Scientists, Laureates want Nobel Prize to divest from fossil fuels
Ahead of the Nobel Prize 2016 ceremonies today, prize winners and scientists have urged the Nobel Foundation to divest its $420 million endowment from fossil fuels. In a letter released ahead of the event, they argued that the institution ‘should not profit from the destruction of our planet’s climate’.
Among the 14 laureates that signed the letter are renowned scientists such as atmospheric chemist Paul Josef Crutzen, physicist David Wineland and biologist Sir John Sulston, and several winners of the prestigious Nobel Peace Prize including Iranian human rights activist Shirin Ebadi, Yemeni women’s rights campaigner Tawakkol Karman and Argentinean human rights and peace activist Adolfo Pérez Esquivel.
Nigeria is a major player in the organisation of the Petroleum Exporting Countries (OPEC). But uncertainty has continued to surround the future direction of oil prices and this has led the country to adopt a conservative budget for 2017 set around a crude export price of $42.5 a barrel and a production target of 2.2 million barrels/day, the same output level set for 2016.
In recent years, much has been said about the importance of developing renewable energy, especially those sources that come with an ‘environmentally friendly’ stamp of approval.
This need has become even more pressing in the wake of the landmark Paris Agreement on climate change, reached by world leaders in December last year.
However, while it is commendable to support ‘green’ sources of energy that have the potential to help preserve the planet for future generations, one has to be realistic. The fact is, in the overall energy mix, there is only so much that renewables, such as solar, wind power and biofuels, can do to supply the burgeoning levels of efficient, reliable and affordable energy the world requires.
By 2040, OPEC predicts global economic growth doubling from today’s levels, as the number of people on the planet expands by 1.7 billion. Significantly for the oil sector, which is transportation driven, another 1.2 billion people will be behind the wheel of an automobile. Commercial vehicles on the road will double, while air travel will soar. And, in the developing countries, massive potential exists for providing access to modern energy services to billions of people currently without adequate means of heating, cooking and lighting.
However, activists are asking for Nigeria’s transition to a zero carbon economy. Executive Director, Environmental Rights Action/Friends of the Earth Nigeria (ERA/FoEN), Godwin Ojo, said: “We strongly believe that a zero carbon development is essential for Nigeria. So we are looking at a post-petroleum economy and how Nigeria can transform from fossil fuel dependency to renewable oil dependency. This is crucial because in 30-50 years, the impact of climate change will be monumental, even more catastrophic so there is every need for mitigation and adaptation to climate change issues.”
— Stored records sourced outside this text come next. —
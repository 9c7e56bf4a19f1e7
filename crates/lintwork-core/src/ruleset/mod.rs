//! Rule-set resolution.
//!
//! ```text
//! named sets ──┐
//! rule-set files ─┼─► RuleSetResolver ─► ResolvedRuleSet (sorted, fingerprinted)
//! inline config ─┘        ▲
//!                  RuleSetCatalog
//! ```

use std::path::PathBuf;

pub mod catalog;
pub mod model;
pub mod resolver;
pub mod xml;

pub use catalog::{RuleSetCatalog, StaticCatalog};
pub use model::{
    DuplicatePolicy, ResolvedRule, ResolvedRuleSet, RuleDefinition, RuleSetDefinition,
};
pub use resolver::{RuleConfig, RuleSetResolver, RuleSetSource};

/// Errors from resolving rule configuration. All of them abort the invocation.
#[derive(Debug, thiserror::Error)]
pub enum RuleSetError {
    /// A named set (or packaged resource) is not in the catalog.
    #[error("unknown rule set `{name}`")]
    UnknownRuleSet {
        /// The name as written in the configuration.
        name: String,
    },

    /// A rule-set document is malformed.
    #[error("invalid rule set {origin}: {message}")]
    InvalidRuleSetFormat {
        /// Path, resource name or "inline configuration".
        origin: String,
        /// What is wrong.
        message: String,
    },

    /// A rule-set file could not be read.
    #[error("failed to read rule set file {path}: {source}")]
    Io {
        /// Path that failed to read.
        path: PathBuf,
        /// Underlying IO error.
        source: std::io::Error,
    },
}
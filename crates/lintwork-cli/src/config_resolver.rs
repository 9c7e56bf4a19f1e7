//! Locates and loads `lintwork.toml`.
//!
//! Resolution order:
//!
//! 1. `--config` flag
//! 2. `{project}/lintwork.toml`, then `{project}/.lintwork.toml`
//! 3. `$LINTWORK_CONFIG_DIR/config.toml`, else `~/.lintwork/config.toml`
//! 4. Built-in defaults
//!
//! Relative paths inside the file always resolve against the project root,
//! wherever the file itself was found.

use anyhow::{Context, Result};
use lintwork::Config;
use std::path::{Path, PathBuf};

/// Where the configuration came from.
#[derive(Debug, Clone, PartialEq, Eq)]
pub enum ConfigSource {
    /// `--config` flag.
    Explicit(PathBuf),
    /// Project directory.
    Project(PathBuf),
    /// Global config directory.
    Global(PathBuf),
    /// Nothing found.
    Default,
}

impl ConfigSource {
    /// Path of the file, if one was found.
    #[must_use]
    pub fn path(&self) -> Option<&Path> {
        match self {
            Self::Explicit(p) | Self::Project(p) | Self::Global(p) => Some(p),
            Self::Default => None,
        }
    }

    /// Reads and parses the file, or returns defaults.
    pub fn load(&self) -> Result<Config> {
        let Some(path) = self.path() else {
            tracing::debug!("No configuration file found, using defaults");
            return Ok(Config::default());
        };
        if matches!(self, Self::Global(_)) {
            tracing::info!("Using global config: {}", path.display());
        }
        Config::from_file(path).with_context(|| format!("Failed to load {}", path.display()))
    }
}

/// Project-level file names, in priority order.
pub const PROJECT_CONFIG_NAMES: &[&str] = &["lintwork.toml", ".lintwork.toml"];

const GLOBAL_CONFIG_NAME: &str = "config.toml";

/// Environment variable overriding the global config directory.
pub const CONFIG_DIR_ENV: &str = "LINTWORK_CONFIG_DIR";

/// Resolves the configuration source for `project_dir`.
#[must_use]
pub fn resolve(project_dir: &Path, explicit: Option<&Path>) -> ConfigSource {
    resolve_in(project_dir, explicit, global_config_dir())
}

fn resolve_in(project_dir: &Path, explicit: Option<&Path>, global_dir: Option<PathBuf>) -> ConfigSource {
    if let Some(p) = explicit {
        return ConfigSource::Explicit(p.to_path_buf());
    }

    if let Some(found) = PROJECT_CONFIG_NAMES
        .iter()
        .map(|name| project_dir.join(name))
        .find(|candidate| candidate.is_file())
    {
        tracing::debug!("Found project config: {}", found.display());
        return ConfigSource::Project(found);
    }

    if let Some(candidate) = global_dir.map(|dir| dir.join(GLOBAL_CONFIG_NAME)) {
        if candidate.is_file() {
            tracing::debug!("Found global config: {}", candidate.display());
            return ConfigSource::Global(candidate);
        }
    }

    ConfigSource::Default
}

/// `$LINTWORK_CONFIG_DIR`, else `~/.lintwork`.
#[must_use]
pub fn global_config_dir() -> Option<PathBuf> {
    if let Some(dir) = std::env::var_os(CONFIG_DIR_ENV) {
        return Some(PathBuf::from(dir));
    }
    home::home_dir().map(|h| h.join(".lintwork"))
}
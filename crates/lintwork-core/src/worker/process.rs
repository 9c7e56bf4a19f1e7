//! Out-of-process analyzer worker.

use super::protocol::{self, WorkerRequest};
use super::{AnalyzerWorker, WorkerBatch, WorkerError, WorkerOutput};

use std::path::PathBuf;
use std::process::Stdio;
use std::time::Duration;
use tokio::io::AsyncWriteExt;
use tokio::process::Command;
use tracing::debug;

/// Default wall-clock budget per batch.
pub const DEFAULT_TIMEOUT: Duration = Duration::from_secs(300);

/// Exit code the analyzer uses for "completed, violations found".
pub const DEFAULT_VIOLATION_EXIT_CODE: i32 = 4;

const MAX_DIAGNOSTIC_BYTES: usize = 4096;

/// How to launch the analyzer.
#[derive(Debug, Clone, PartialEq, Eq)]
pub struct ProcessWorkerConfig {
    /// Analyzer executable.
    pub program: PathBuf,
    /// Fixed arguments.
    pub args: Vec<String>,
    /// Budget per batch; the process is killed when it runs out.
    pub timeout: Duration,
    /// Parent environment variables passed through to the analyzer.
    pub inherit_env: Vec<String>,
    /// Exit codes other than 0 that still mean success.
    pub violation_exit_codes: Vec<i32>,
    /// Working directory of the analyzer.
    pub working_dir: Option<PathBuf>,
}

impl ProcessWorkerConfig {
    /// Creates a config with default timeout and exit codes.
    #[must_use]
    pub fn new(program: impl Into<PathBuf>) -> Self {
        Self {
            program: program.into(),
            args: Vec::new(),
            timeout: DEFAULT_TIMEOUT,
            inherit_env: Vec::new(),
            violation_exit_codes: vec![DEFAULT_VIOLATION_EXIT_CODE],
            working_dir: None,
        }
    }

    /// Sets the fixed arguments.
    #[must_use]
    pub fn with_args<I, S>(mut self, args: I) -> Self
    where
        I: IntoIterator<Item = S>,
        S: Into<String>,
    {
        self.args = args.into_iter().map(Into::into).collect();
        self
    }

    /// Sets the per-batch budget.
    #[must_use]
    pub fn with_timeout(mut self, timeout: Duration) -> Self {
        self.timeout = timeout;
        self
    }

    /// Sets the environment allow-list.
    #[must_use]
    pub fn with_inherit_env<I, S>(mut self, names: I) -> Self
    where
        I: IntoIterator<Item = S>,
        S: Into<String>,
    {
        self.inherit_env = names.into_iter().map(Into::into).collect();
        self
    }

    /// Sets the exit codes accepted besides 0.
    #[must_use]
    pub fn with_violation_exit_codes(mut self, codes: Vec<i32>) -> Self {
        self.violation_exit_codes = codes;
        self
    }

    /// Sets the working directory.
    #[must_use]
    pub fn with_working_dir(mut self, dir: impl Into<PathBuf>) -> Self {
        self.working_dir = Some(dir.into());
        self
    }
}

/// Runs each batch in a fresh child process.
///
/// The child starts from an empty environment. It gets `CLASSPATH` set to the
/// analyzer classpath and the variables named in
/// [`ProcessWorkerConfig::inherit_env`], nothing else. Dropping the
/// in-flight future (timeout or cancellation) kills the child.
#[derive(Debug, Clone)]
pub struct ProcessWorker {
    config: ProcessWorkerConfig,
}

impl ProcessWorker {
    /// Creates a worker.
    #[must_use]
    pub fn new(config: ProcessWorkerConfig) -> Self {
        Self { config }
    }

    /// The launch configuration.
    #[must_use]
    pub fn config(&self) -> &ProcessWorkerConfig {
        &self.config
    }

    fn command(&self, batch: &WorkerBatch) -> Result<Command, WorkerError> {
        let mut command = Command::new(&self.config.program);
        command
            .args(&self.config.args)
            .env_clear()
            .stdin(Stdio::piped())
            .stdout(Stdio::piped())
            .stderr(Stdio::piped())
            .kill_on_drop(true);

        let classpath = &batch.environment.analyzer_classpath;
        if !classpath.is_empty() {
            let joined = std::env::join_paths(classpath)
                .map_err(|e| WorkerError::InvalidClasspath(e.to_string()))?;
            command.env("CLASSPATH", joined);
        }

        for name in &self.config.inherit_env {
            if let Some(value) = std::env::var_os(name) {
                command.env(name, value);
            }
        }

        if let Some(dir) = &self.config.working_dir {
            command.current_dir(dir);
        }

        Ok(command)
    }

    fn accepts(&self, code: Option<i32>) -> bool {
        match code {
            Some(0) => true,
            Some(code) => self.config.violation_exit_codes.contains(&code),
            None => false,
        }
    }
}

impl AnalyzerWorker for ProcessWorker {
    async fn analyze(&self, batch: &WorkerBatch) -> Result<WorkerOutput, WorkerError> {
        let request = serde_json::to_vec(&WorkerRequest::for_batch(batch)).map_err(|e| {
            WorkerError::MalformedOutput {
                reason: format!("cannot encode request: {e}"),
            }
        })?;

        let mut child = self
            .command(batch)?
            .spawn()
            .map_err(|source| WorkerError::Spawn {
                program: self.config.program.clone(),
                source,
            })?;
        debug!(
            "Batch {}: started analyzer for {} file(s)",
            batch.id,
            batch.files.len()
        );

        let stdin = child.stdin.take();
        let run = async move {
            let write = async {
                if let Some(mut stdin) = stdin {
                    stdin.write_all(&request).await?;
                    stdin.shutdown().await?;
                }
                Ok::<(), std::io::Error>(())
            };
            let (written, output) = tokio::join!(write, child.wait_with_output());
            if let Err(e) = written {
                // The analyzer may exit before reading its input; its status decides.
                debug!("Batch {}: writing request failed: {}", batch.id, e);
            }
            output
        };

        let output = tokio::time::timeout(self.config.timeout, run)
            .await
            .map_err(|_| WorkerError::TimedOut {
                budget: self.config.timeout,
            })??;

        let stderr = String::from_utf8_lossy(&output.stderr);
        if !self.accepts(output.status.code()) {
            return Err(WorkerError::AnalyzerFailed {
                status: output.status.to_string(),
                diagnostics: truncate(&stderr, MAX_DIAGNOSTIC_BYTES),
            });
        }
        if !stderr.trim().is_empty() {
            debug!("Batch {}: analyzer stderr: {}", batch.id, stderr.trim());
        }

        protocol::parse_response(&output.stdout, &batch.files)
    }
}

fn truncate(text: &str, max: usize) -> String {
    if text.len() <= max {
        return text.to_string();
    }
    let mut end = max;
    while !text.is_char_boundary(end) {
        end -= 1;
    }
    format!("{}… [truncated]", &text[..end])
}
The letter has also been signed by eminent scientific contributors to the Nobel-winning Intergovernmental Panel on Climate Change (IPCC).
“In his will, Alfred Nobel wrote that prizes should be awarded to those who ‘shall have conferred the greatest benefit to [hu]mankind’. As laureates and scientists embracing Alfred Nobel’s final words, it is our expectation that the Nobel Foundation also act in the interest of humankind which includes caring for the health of the planet which we all rely upon,” the letter states.